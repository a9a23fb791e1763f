//! Application service: install-once-then-run pipeline for a resolved command.
//!
//! Imports only from `crate::domain` and `crate::application::ports`.
//! All I/O is routed through injected port traits.

use std::path::PathBuf;
use std::process::ExitStatus;

use sd_cmd_common::{CommandSpec, Format, HabitatMode};

use crate::application::ports::{ArtifactCache, ArtifactStore, CommandRunner, StdinMode};
use crate::domain::error::CmdError;

/// Location of the habitat binary on build hosts.
pub const HAB_PATH: &str = "/hab/bin/hab";

/// How a resolved spec is run.
#[derive(Debug, Clone, PartialEq, Eq)]
enum Target {
    /// Run the cached file directly.
    Binary,
    /// `hab pkg install <package>` then `hab pkg exec`.
    HabitatRemote { package: String, command: String },
    /// Cache the `.hart` archive, `hab pkg install <archive>`, then `hab pkg exec`.
    HabitatLocal { package: String, command: String },
}

/// Runs one resolved command, installing its artifact first if needed.
pub struct Executor<'a, S, C, R> {
    spec: &'a CommandSpec,
    target: Target,
    store: &'a S,
    cache: &'a C,
    runner: &'a R,
    hab_path: PathBuf,
}

impl<'a, S, C, R> Executor<'a, S, C, R>
where
    S: ArtifactStore,
    C: ArtifactCache,
    R: CommandRunner,
{
    /// # Errors
    ///
    /// Returns `UnsupportedFormat` for docker commands.
    pub fn new(
        spec: &'a CommandSpec,
        store: &'a S,
        cache: &'a C,
        runner: &'a R,
    ) -> Result<Self, CmdError> {
        let target = match &spec.format {
            Format::Binary { .. } => Target::Binary,
            Format::Habitat { habitat } => match habitat.mode {
                HabitatMode::Remote => Target::HabitatRemote {
                    package: habitat.package.clone(),
                    command: habitat.command.clone(),
                },
                HabitatMode::Local => Target::HabitatLocal {
                    package: habitat.package.clone(),
                    command: habitat.command.clone(),
                },
            },
            Format::Docker { .. } => {
                return Err(CmdError::UnsupportedFormat("docker".to_string()));
            }
        };
        Ok(Self {
            spec,
            target,
            store,
            cache,
            runner,
            hab_path: PathBuf::from(HAB_PATH),
        })
    }

    #[must_use]
    pub fn with_hab_path(mut self, path: impl Into<PathBuf>) -> Self {
        self.hab_path = path.into();
        self
    }

    /// Install if needed, then run with `args`.
    ///
    /// A non-zero exit of the command is returned as `Ok`; only failures to
    /// fetch, install or spawn are errors.
    ///
    /// # Errors
    ///
    /// Returns the fetch, install or spawn failure. No process is started
    /// once fetch or install has failed.
    pub async fn run(&self, args: &[String], stdin: StdinMode) -> Result<ExitStatus, CmdError> {
        self.prepare()?.run(self.runner, args, stdin).await
    }

    /// Fetch and install the artifact if the target needs one, and return
    /// what to spawn.
    ///
    /// Blocking: Store I/O and the cache write happen on the calling thread.
    ///
    /// # Errors
    ///
    /// Returns the fetch or install failure.
    pub fn prepare(&self) -> Result<Launch, CmdError> {
        let launch = match &self.target {
            Target::Binary => Launch::Binary {
                path: self.ensure_installed()?,
            },
            Target::HabitatRemote { package, command } => Launch::Habitat {
                hab_path: self.hab_path.clone(),
                install_source: package.clone(),
                package: package.clone(),
                command: command.clone(),
            },
            Target::HabitatLocal { package, command } => Launch::Habitat {
                hab_path: self.hab_path.clone(),
                install_source: self.ensure_installed()?.to_string_lossy().into_owned(),
                package: package.clone(),
                command: command.clone(),
            },
        };
        Ok(launch)
    }

    /// Return the cached artifact path, fetching and installing it on a miss.
    fn ensure_installed(&self) -> Result<PathBuf, CmdError> {
        if self.cache.is_installed(self.spec) {
            let path = self.cache.path_for(self.spec)?;
            tracing::debug!(path = %path.display(), "command already installed");
            return Ok(path);
        }
        tracing::debug!(
            command = %self.spec.full_name(),
            version = %self.spec.version,
            "fetching artifact from store"
        );
        let artifact = self.store.fetch(self.spec)?;
        tracing::debug!(
            content_type = %artifact.content_type,
            bytes = artifact.body.len(),
            "artifact fetched"
        );
        let path = self.cache.install(self.spec, &artifact)?;
        tracing::debug!(path = %path.display(), "artifact installed");
        Ok(path)
    }
}

/// An installed command, ready to spawn.
#[derive(Debug, Clone, PartialEq, Eq)]
pub enum Launch {
    /// Run the cached file directly.
    Binary { path: PathBuf },
    /// `hab pkg install <install_source>`, then `hab pkg exec <package> <command>`.
    Habitat {
        hab_path: PathBuf,
        install_source: String,
        package: String,
        command: String,
    },
}

impl Launch {
    /// Spawn the command with `args` and wait for it.
    ///
    /// # Errors
    ///
    /// Returns the spawn failure.
    pub async fn run<R: CommandRunner>(
        &self,
        runner: &R,
        args: &[String],
        stdin: StdinMode,
    ) -> Result<ExitStatus, CmdError> {
        match self {
            Self::Binary { path } => {
                tracing::debug!(path = %path.display(), ?args, "executing binary command");
                runner.run_status(path, args, stdin).await
            }
            Self::Habitat {
                hab_path,
                install_source,
                package,
                command,
            } => {
                let install_args = hab_install_args(install_source);
                tracing::debug!(hab = %hab_path.display(), ?install_args, "installing habitat package");
                let status = runner
                    .run_status(hab_path, &install_args, StdinMode::Null)
                    .await?;
                if !status.success() {
                    tracing::warn!(%package, ?status, "habitat package install failed");
                    return Ok(status);
                }

                let exec_args = hab_exec_args(package, command, args);
                tracing::debug!(hab = %hab_path.display(), ?exec_args, "executing habitat command");
                runner.run_status(hab_path, &exec_args, stdin).await
            }
        }
    }
}

fn hab_install_args(source: &str) -> Vec<String> {
    vec!["pkg".to_string(), "install".to_string(), source.to_string()]
}

fn hab_exec_args(package: &str, command: &str, args: &[String]) -> Vec<String> {
    let mut out = vec![
        "pkg".to_string(),
        "exec".to_string(),
        package.to_string(),
        command.to_string(),
    ];
    out.extend(args.iter().cloned());
    out
}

--------

Work task => Output the complete data exactly as written.

Solution for this problem =>
repository a9a23fb791e1763f
//! Application service: install-once-then-run pipeline for a resolved command.
//!
//! Imports only from `crate::domain` and `crate::application::ports`.
//! All I/O is routed through injected port traits.

use std::path::PathBuf;
use std::process::ExitStatus;

use sd_cmd_common::{CommandSpec, Format, HabitatMode};

use crate::application::ports::{ArtifactCache, ArtifactStore, CommandRunner, StdinMode};
use crate::domain::error::CmdError;

/// Location of the habitat binary on build hosts.
pub const HAB_PATH: &str = "/hab/bin/hab";

/// How a resolved spec is run.
#[derive(Debug, Clone, PartialEq, Eq)]
enum Target {
    /// Run the cached file directly.
    Binary,
    /// `hab pkg install <package>` then `hab pkg exec`.
    HabitatRemote { package: String, command: String },
    /// Cache the `.hart` archive, `hab pkg install <archive>`, then `hab pkg exec`.
    HabitatLocal { package: String, command: String },
}

/// Runs one resolved command, installing its artifact first if needed.
pub struct Executor<'a, S, C, R> {
    spec: &'a CommandSpec,
    target: Target,
    store: &'a S,
    cache: &'a C,
    runner: &'a R,
    hab_path: PathBuf,
}

impl<'a, S, C, R> Executor<'a, S, C, R>
where
    S: ArtifactStore,
    C: ArtifactCache,
    R: CommandRunner,
{
    /// # Errors
    ///
    /// Returns `UnsupportedFormat` for docker commands.
    pub fn new(
        spec: &'a CommandSpec,
        store: &'a S,
        cache: &'a C,
        runner: &'a R,
    ) -> Result<Self, CmdError> {
        let target = match &spec.format {
            Format::Binary { .. } => Target::Binary,
            Format::Habitat { habitat } => match habitat.mode {
                HabitatMode::Remote => Target::HabitatRemote {
                    package: habitat.package.clone(),
                    command: habitat.command.clone(),
                },
                HabitatMode::Local => Target::HabitatLocal {
                    package: habitat.package.clone(),
                    command: habitat.command.clone(),
                },
            },
            Format::Docker { .. } => {
                return Err(CmdError::UnsupportedFormat("docker".to_string()));
            }
        };
        Ok(Self {
            spec,
            target,
            store,
            cache,
            runner,
            hab_path: PathBuf::from(HAB_PATH),
        })
    }

    #[must_use]
    pub fn with_hab_path(mut self, path: impl Into<PathBuf>) -> Self {
        self.hab_path = path.into();
        self
    }

    /// Install if needed, then run with `args`.
    ///
    /// A non-zero exit of the command is returned as `Ok`; only failures to
    /// fetch, install or spawn are errors.
    ///
    /// # Errors
    ///
    /// Returns the fetch, install or spawn failure. No process is started
    /// once fetch or install has failed.
    pub async fn run(&self, args: &[String], stdin: StdinMode) -> Result<ExitStatus, CmdError> {
        self.prepare()?.run(self.runner, args, stdin).await
    }

    /// Fetch and install the artifact if the target needs one, and return
    /// what to spawn.
    ///
    /// Blocking: Store I/O and the cache write happen on the calling thread.
    ///
    /// # Errors
    ///
    /// Returns the fetch or install failure.
    pub fn prepare(&self) -> Result<Launch, CmdError> {
        let launch = match &self.target {
            Target::Binary => Launch::Binary {
                path: self.ensure_installed()?,
            },
            Target::HabitatRemote { package, command } => Launch::Habitat {
                hab_path: self.hab_path.clone(),
                install_source: package.clone(),
                package: package.clone(),
                command: command.clone(),
            },
            Target::HabitatLocal { package, command } => Launch::Habitat {
                hab_path: self.hab_path.clone(),
                install_source: self.ensure_installed()?.to_string_lossy().into_owned(),
                package: package.clone(),
                command: command.clone(),
            },
        };
        Ok(launch)
    }

    /// Return the cached artifact path, fetching and installing it on a miss.
    fn ensure_installed(&self) -> Result<PathBuf, CmdError> {
        if self.cache.is_installed(self.spec) {
            let path = self.cache.path_for(self.spec)?;
            tracing::debug!(path = %path.display(), "command already installed");
            return Ok(path);
        }
        tracing::debug!(
            command = %self.spec.full_name(),
            version = %self.spec.version,
            "fetching artifact from store"
        );
        let artifact = self.store.fetch(self.spec)?;
        tracing::debug!(
            content_type = %artifact.content_type,
            bytes = artifact.body.len(),
            "artifact fetched"
        );
        let path = self.cache.install(self.spec, &artifact)?;
        tracing::debug!(path = %path.display(), "artifact installed");
        Ok(path)
    }
}

/// An installed command, ready to spawn.
#[derive(Debug, Clone, PartialEq, Eq)]
pub enum Launch {
    /// Run the cached file directly.
    Binary { path: PathBuf },
    /// `hab pkg install <install_source>`, then `hab pkg exec <package> <command>`.
    Habitat {
        hab_path: PathBuf,
        install_source: String,
        package: String,
        command: String,
    },
}

impl Launch {
    /// Spawn the command with `args` and wait for it.
    ///
    /// # Errors
    ///
    /// Returns the spawn failure.
    pub async fn run<R: CommandRunner>(
        &self,
        runner: &R,
        args: &[String],
        stdin: StdinMode,
    ) -> Result<ExitStatus, CmdError> {
        match self {
            Self::Binary { path } => {
                tracing::debug!(path = %path.display(), ?args, "executing binary command");
                runner.run_status(path, args, stdin).await
            }
            Self::Habitat {
                hab_path,
                install_source,
                package,
                command,
            } => {
                let install_args = hab_install_args(install_source);
                tracing::debug!(hab = %hab_path.display(), ?install_args, "installing habitat package");
                let status = runner
                    .run_status(hab_path, &install_args, StdinMode::Null)
                    .await?;
                if !status.success() {
                    tracing::warn!(%package, ?status, "habitat package install failed");
                    return Ok(status);
                }

                let exec_args = hab_exec_args(package, command, args);
                tracing::debug!(hab = %hab_path.display(), ?exec_args, "executing habitat command");
                runner.run_status(hab_path, &exec_args, stdin).await
            }
        }
    }
}

fn hab_install_args(source: &str) -> Vec<String> {
    vec!["pkg".to_string(), "install".to_string(), source.to_string()]
}

fn hab_exec_args(package: &str, command: &str, args: &[String]) -> Vec<String> {
    let mut out = vec![
        "pkg".to_string(),
        "exec".to_string(),
        package.to_string(),
        command.to_string(),
    ];
    out.extend(args.iter().cloned());
    out
}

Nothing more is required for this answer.